Stored items:

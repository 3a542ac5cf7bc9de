//! Scanner errors.

use std::path::PathBuf;

use super::error_code::{self, CfinderErrorCode};

/// Errors that can occur while discovering applications and source files.
#[derive(Debug, thiserror::Error)]
pub enum ScanError {
    #[error("IO error scanning {path}: {source}")]
    IoError {
        path: PathBuf,
        source: std::io::Error,
    },

    #[error("Root not found or not a directory: {path}")]
    RootNotFound { path: PathBuf },

    #[error("File too large: {path} ({size} bytes, max {max})")]
    MaxFileSizeExceeded { path: PathBuf, size: u64, max: u64 },

    #[error("Unsupported encoding in {path}: {encoding}")]
    UnsupportedEncoding { path: PathBuf, encoding: String },
}

impl CfinderErrorCode for ScanError {
    fn error_code(&self) -> &'static str {
        error_code::SCAN_ERROR
    }
}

■ Work item ■
Your task is to repeat each of the records above exactly.

■ Written answer ■
repository 3a542ac5cf7bc9de
//! Scanner errors.

use std::path::PathBuf;

use super::error_code::{self, CfinderErrorCode};

/// Errors that can occur while discovering applications and source files.
#[derive(Debug, thiserror::Error)]
pub enum ScanError {
    #[error("IO error scanning {path}: {source}")]
    IoError {
        path: PathBuf,
        source: std::io::Error,
    },

    #[error("Root not found or not a directory: {path}")]
    RootNotFound { path: PathBuf },

    #[error("File too large: {path} ({size} bytes, max {max})")]
    MaxFileSizeExceeded { path: PathBuf, size: u64, max: u64 },

    #[error("Unsupported encoding in {path}: {encoding}")]
    UnsupportedEncoding { path: PathBuf, encoding: String },
}

impl CfinderErrorCode for ScanError {
    fn error_code(&self) -> &'static str {
        error_code::SCAN_ERROR
    }
}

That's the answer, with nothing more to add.